Trailblazers in Social Work: Blaze Trails and Make Waves


"Find and follow your trail to stay on your path. Be aware of yourself and your surroundings. Trust that you will find your way, and don't hold yourself responsible for the trails and trials of others. –Sabrina Moyle

We hear terms like a trailblazer, but do we know exactly what that entails? Did you know that each of us in this room is a trailblazer in our own right? A trailblazer is defined as a pioneer, someone willing to take risks and go on a path that isn't already there. They blaze a trail and leave a way for others. One that blazes a trail to guide others. As social workers, we are trailblazers according to the definition. We listen to others. We assess others. We guide others. We help the helpless. We help advocate for others. We help connect others to resources. We are kind, compassionate, and welcoming to others. We are trailblazers whether we accomplish something minimum to momentum.

Your trailblazing moments started when you decided to apply and attend our beloved illustrious Mother Tuskegee. You both decided to become trailblazers by leaving your respected hometowns, making the Pilgrimage to Tuskegee University by showing up for classes, studying, asking questions, being guided by professors, staff, and advisors, and partaking in personal and professional development, all while getting to know who you are and who you are becoming.

You probably questioned why you were chosen to partake in the social work career path, not realizing that social work chose you, and you accepted and completed the assignment.

Now you have reached the path of transition. You are going from part-time adulting to full-time adulting. First, you have matriculated through TU by completing the requirements of social work and University. Then, you assed an accelerated, macro practice Summer virtual internship that not only stretched and challenged you both but helped enhance and broaden your skill sets in grant writing, research, leadership, and becoming trailblazers as the 1st interns at your particular internship. But, you set the trail ablaze by partaking in your internships when the world got turned upside due to the global pandemic, uncertain how to meet hours due to time zone differences, military obligations, and overall adulating decisions.  TrailBlazers help people develop a strong sense of self-worth, know how to problem-solve, deal with tough times, and have the mindset of being a leader. 

Eight ways to continue to make waves and blaze trails:

1.    Be fearless and advocate for yourself (Be your client) and others: Social workers constantly advocate for change for clients, communities, policies, and human, social, and environmental rights. Make sure you support yourself as well. Advocate for better work conditions and mental health, and be fearless. As a social worker and full-time adult, you will face challenges and unpredictable situations.
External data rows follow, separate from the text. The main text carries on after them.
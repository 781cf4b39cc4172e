//! Language model adapters.

mod mock_provider;
mod ollama_provider;

pub use mock_provider::MockLanguageModel;
pub use ollama_provider::{OllamaConfig, OllamaProvider};
//! User feedback rating value object.

use serde::{Deserialize, Serialize};

use super::ValidationError;

/// A 1-5 user rating of a goal execution.
///
/// Construction enforces the range; a stored rating is always valid.
#[derive(Debug, Clone, Copy, PartialEq, Eq, Hash, Serialize, Deserialize)]
#[serde(transparent)]
pub struct Rating(u8);

impl Rating {
    pub const MIN: u8 = 1;
    pub const MAX: u8 = 5;

    /// Creates a rating, rejecting values outside 1-5.
    pub fn new(value: u8) -> Result<Self, ValidationError> {
        if !(Self::MIN..=Self::MAX).contains(&value) {
            return Err(ValidationError::out_of_range(
                "rating",
                Self::MIN as i32,
                Self::MAX as i32,
                value as i32,
            ));
        }
        Ok(Self(value))
    }

    /// Returns the numeric rating.
    pub fn value(&self) -> u8 {
        self.0
    }
}

impl std::fmt::Display for Rating {
    fn fmt(&self, f: &mut std::fmt::Formatter<'_>) -> std::fmt::Result {
        write!(f, "{}", self.0)
    }
}

#[cfg(test)]
mod tests {
    use super::*;

    #[test]
    fn accepts_full_range() {
        for v in 1..=5 {
            assert_eq!(Rating::new(v).unwrap().value(), v);
        }
    }

    #[test]
    fn rejects_zero_and_six() {
        assert!(Rating::new(0).is_err());
        assert!(Rating::new(6).is_err());
    }

    #[test]
    fn out_of_range_error_names_the_field() {
        let err = Rating::new(9).unwrap_err();
        assert!(err.to_string().contains("rating"));
    }
}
Be courageous and face them head-on. Fearlessness also calls for being imperfect and okay with making mistakes; you have the bounce-back magic to recover from them. Be a force to be reckoned with. Set the tone. Be your first client by exercising self-awareness and self-reflection, and help yourself first.

2.    Be coachable and teachable: It's okay if you are not the smartest or most seasoned in the room. It is okay to be coachable and teachable. You do not know everything, nor will you know everything in this lifetime or the next. Be vulnerable and open to learning from the babies, elders, and people who look and live differently than you. We all have something to share and learn from one another. We all have lived experiences that can help guide and mold us. Learning from others enables you to grow, evolve, and become more empathetic, well-rounded, and well-read.
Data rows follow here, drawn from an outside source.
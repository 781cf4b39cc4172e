//! Mock language model for tests.
//!
//! Scriptable responses: queue exact replies, or register substring
//! rules mapping prompts to answers. Records every request for
//! assertions.

use async_trait::async_trait;
use std::sync::Mutex;

use crate::ports::{ChatMessage, LanguageModel, ModelError};

enum Script {
    Reply(String),
    Error(ModelError),
}

#[derive(Default)]
struct Inner {
    queue: Vec<Script>,
    rules: Vec<(String, String)>,
    generate_calls: Vec<String>,
    chat_calls: Vec<Vec<ChatMessage>>,
    default_reply: Option<String>,
}

/// Scriptable in-memory language model.
///
/// Resolution order per call: queued scripts first (FIFO), then
/// substring rules, then the default reply. With nothing configured the
/// call fails, which keeps tests honest about what they exercise.
#[derive(Default)]
pub struct MockLanguageModel {
    inner: Mutex<Inner>,
}

impl MockLanguageModel {
    pub fn new() -> Self {
        Self::default()
    }

    /// Queues one exact reply (consumed in order).
    pub fn push_reply(&self, reply: impl Into<String>) {
        self.lock().queue.push(Script::Reply(reply.into()));
    }

    /// Queues one error (consumed in order).
    pub fn push_error(&self, error: ModelError) {
        self.lock().queue.push(Script::Error(error));
    }

    /// Registers a substring rule: prompts containing `needle` get `reply`.
    pub fn reply_when(&self, needle: impl Into<String>, reply: impl Into<String>) {
        self.lock().rules.push((needle.into(), reply.into()));
    }

    /// Sets the fallback reply for unmatched prompts.
    pub fn default_reply(&self, reply: impl Into<String>) {
        self.lock().default_reply = Some(reply.into());
    }

    /// All prompts passed to `generate` (test helper).
    pub fn generate_calls(&self) -> Vec<String> {
        self.lock().generate_calls.clone()
    }

    /// All message lists passed to `chat` (test helper).
    pub fn chat_calls(&self) -> Vec<Vec<ChatMessage>> {
        self.lock().chat_calls.clone()
    }

    fn lock(&self) -> std::sync::MutexGuard<'_, Inner> {
        self.inner.lock().expect("MockLanguageModel: lock poisoned")
    }

    fn resolve(&self, prompt: &str) -> Result<String, ModelError> {
        let mut inner = self.lock();
        if !inner.queue.is_empty() {
            return match inner.queue.remove(0) {
                Script::Reply(reply) => Ok(reply),
                Script::Error(error) => Err(error),
            };
        }
        for (needle, reply) in &inner.rules {
            if prompt.contains(needle.as_str()) {
                return Ok(reply.clone());
            }
        }
        inner
            .default_reply
            .clone()
            .ok_or_else(|| ModelError::unavailable("MockLanguageModel has no scripted reply"))
    }
}

#[async_trait]
impl LanguageModel for MockLanguageModel {
    async fn generate(&self, prompt: &str) -> Result<String, ModelError> {
        self.lock().generate_calls.push(prompt.to_string());
        self.resolve(prompt)
    }

    async fn chat(&self, messages: &[ChatMessage]) -> Result<String, ModelError> {
        self.lock().chat_calls.push(messages.to_vec());
        let last_user = messages
            .iter()
            .rev()
            .find(|m| m.role == crate::ports::MessageRole::User)
            .map(|m| m.content.clone())
            .unwrap_or_default();
        self.resolve(&last_user)
    }
}

#[cfg(test)]
mod tests {
    use super::*;

    #[tokio::test]
    async fn queued_replies_are_consumed_in_order() {
        let model = MockLanguageModel::new();
        model.push_reply("first");
        model.push_reply("second");

        assert_eq!(model.generate("x").await.unwrap(), "first");
        assert_eq!(model.generate("x").await.unwrap(), "second");
    }

    #[tokio::test]
    async fn substring_rules_match_prompts() {
        let model = MockLanguageModel::new();
        model.reply_when("classify", "tool_use");
        model.default_reply("generative");

        assert_eq!(model.generate("please classify this").await.unwrap(), "tool_use");
        assert_eq!(model.generate("anything else").await.unwrap(), "generative");
    }

    #[tokio::test]
    async fn unscripted_mock_fails_loudly() {
        let model = MockLanguageModel::new();
        assert!(model.generate("x").await.is_err());
    }

    #[tokio::test]
    async fn chat_resolves_against_last_user_message() {
        let model = MockLanguageModel::new();
        model.reply_when("Calculate", "tool_use");

        let messages = vec![
            ChatMessage::system("You are an intent classifier."),
            ChatMessage::user("Calculate 5 plus 3"),
        ];
        assert_eq!(model.chat(&messages).await.unwrap(), "tool_use");
        assert_eq!(model.chat_calls().len(), 1);
    }

    #[tokio::test]
    async fn queued_errors_surface() {
        let model = MockLanguageModel::new();
        model.push_error(ModelError::network("reset"));
        assert!(matches!(
            model.generate("x").await,
            Err(ModelError::Network(_))
        ));
    }
}
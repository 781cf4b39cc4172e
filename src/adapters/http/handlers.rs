//! HTTP handlers connecting axum routes to the engine.

use axum::extract::{Json, Path, Query, State};
use axum::http::StatusCode;
use axum::response::IntoResponse;
use std::str::FromStr;
use std::sync::Arc;
use std::time::{Duration, Instant};

use crate::application::orchestrator::Orchestrator;
use crate::application::registry::ToolRegistry;
use crate::domain::foundation::GoalId;
use crate::ports::ExecutionStore;

use super::dto::{
    ChatRequest, ExecutionRecordResponse, HealthResponse, ListGoalsQuery, SubmitGoalRequest,
    SubmitGoalResponse, ToolSummary,
};
use super::error::ApiError;

/// Shared state for all routes.
#[derive(Clone)]
pub struct HttpState {
    pub orchestrator: Arc<Orchestrator>,
    pub execution_store: Arc<dyn ExecutionStore>,
    pub registry: Arc<ToolRegistry>,
    pub bearer_token: Option<String>,
    pub request_timeout: Duration,
    pub started_at: Instant,
}

impl HttpState {
    pub fn new(
        orchestrator: Arc<Orchestrator>,
        execution_store: Arc<dyn ExecutionStore>,
        registry: Arc<ToolRegistry>,
        bearer_token: Option<String>,
        request_timeout: Duration,
    ) -> Self {
        Self {
            orchestrator,
            execution_store,
            registry,
            bearer_token,
            request_timeout,
            started_at: Instant::now(),
        }
    }
}

/// POST /api/v1/goals
pub async fn submit_goal(
    State(state): State<HttpState>,
    Json(request): Json<SubmitGoalRequest>,
) -> Result<impl IntoResponse, ApiError> {
    let goal = request.goal.trim().to_string();
    if goal.is_empty() {
        return Err(ApiError::bad_request("goal cannot be empty"));
    }

    if request.async_mode {
        let goal_id = GoalId::new();
        let orchestrator = Arc::clone(&state.orchestrator);
        let spawned_goal = goal.clone();
        tokio::spawn(async move {
            orchestrator.process_goal(goal_id, &spawned_goal, None).await;
        });
        return Ok((
            StatusCode::ACCEPTED,
            Json(SubmitGoalResponse::pending(goal_id, goal)),
        ));
    }

    let outcome = state
        .orchestrator
        .process_with_deadline(&goal, Some(state.request_timeout))
        .await;
    if outcome.error.as_deref() == Some("deadline") {
        return Err(ApiError::deadline());
    }
    Ok((
        StatusCode::OK,
        Json(SubmitGoalResponse::from_outcome(goal, outcome)),
    ))
}

/// GET /api/v1/goals/:id
pub async fn get_goal(
    State(state): State<HttpState>,
    Path(id): Path<String>,
) -> Result<Json<ExecutionRecordResponse>, ApiError> {
    let goal_id = GoalId::from_str(&id)
        .map_err(|_| ApiError::bad_request("invalid goal id format"))?;

    let execution = state
        .execution_store
        .get_execution_by_goal(&goal_id)
        .await
        .map_err(|_| ApiError::internal("failed to read execution record"))?
        .ok_or_else(|| ApiError::not_found(format!("goal {} not found", goal_id)))?;

    Ok(Json(execution.into()))
}

/// GET /api/v1/goals?limit=N
pub async fn list_goals(
    State(state): State<HttpState>,
    Query(query): Query<ListGoalsQuery>,
) -> Result<Json<Vec<ExecutionRecordResponse>>, ApiError> {
    let limit = query.limit.clamp(1, 200);
    let executions = state
        .execution_store
        .get_recent_executions(limit)
        .await
        .map_err(|_| ApiError::internal("failed to list executions"))?;
    Ok(Json(executions.into_iter().map(Into::into).collect()))
}

/// POST /api/v1/chat
pub async fn chat(
    State(state): State<HttpState>,
    Json(request): Json<ChatRequest>,
) -> Result<Json<SubmitGoalResponse>, ApiError> {
    let message = request.message.trim().to_string();
    if message.is_empty() {
        return Err(ApiError::bad_request("message cannot be empty"));
    }

    let outcome = state
        .orchestrator
        .process_with_deadline(&message, Some(state.request_timeout))
        .await;
    if outcome.error.as_deref() == Some("deadline") {
        return Err(ApiError::deadline());
    }
    Ok(Json(SubmitGoalResponse::from_outcome(message, outcome)))
}

/// GET /api/v1/tools
pub async fn list_tools(State(state): State<HttpState>) -> Json<Vec<ToolSummary>> {
    let tools = state
        .registry
        .definitions()
        .into_iter()
        .map(|d| ToolSummary {
            name: d.name,
            description: d.description,
        })
        .collect();
    Json(tools)
}

/// GET /api/v1/health
pub async fn health(State(state): State<HttpState>) -> Json<HealthResponse> {
    Json(HealthResponse {
        status: "healthy",
        version: env!("CARGO_PKG_VERSION"),
        uptime_seconds: state.started_at.elapsed().as_secs(),
    })
}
3.    Be self-accountable and responsible for showing up for yourself and others. Stop making excuses, limit yourself and opportunities, and take accountability and r responsibility for YOU! It comes to a point in your life where you must stop blaming others for your shortcomings, imperfections, and limitations and stagnate energy. Be aware of these things and decide your direction or direction. Change is never easy, and humans despise change. To become a trailblazer, you must be okay with being uncomfortable in your comfort zone, learn from feedback, look in the mirror, and hold yourself accountable for where you are mentally, emotionally, physically, and spiritually.

4.    Ask for help: As the African Proverbs states: "If you want to go fast, go alone; if you want to go far, go together" It is okay to ask for help and receive it along the way. We live in a society where people use the term "self-made"; no one is self-made or pulled themselves up by their bootstraps. We all had someone help elevate, inspire, uplift, educate, empower, hold us accountable, and help us to live. It's okay to provide help and to give support when needed. But make sure you have a balance and reciprocate the help.

5.    Each One, Teach One, Each One Reach One: As social workers, not only are you a trailblazer, but you are also a coach, mentor, educator,  and ambassador of Tuskegee. Your job is to reach and teach somebody and help somebody. Actively listen, and provide a safe space for every room that enters your space. People want to be heard, seen, validated, and humanize. You must handle people with great care because we all are fighting an internal battle. Everyone can't be saved or helped, but make sure you show up, do your best, and do your job well. Meet people where they are and lift them. As our co-founder and ancestor of the prestigious institution,  Booker T. Washington, stated: "If you want to lift yourself, lift someone else."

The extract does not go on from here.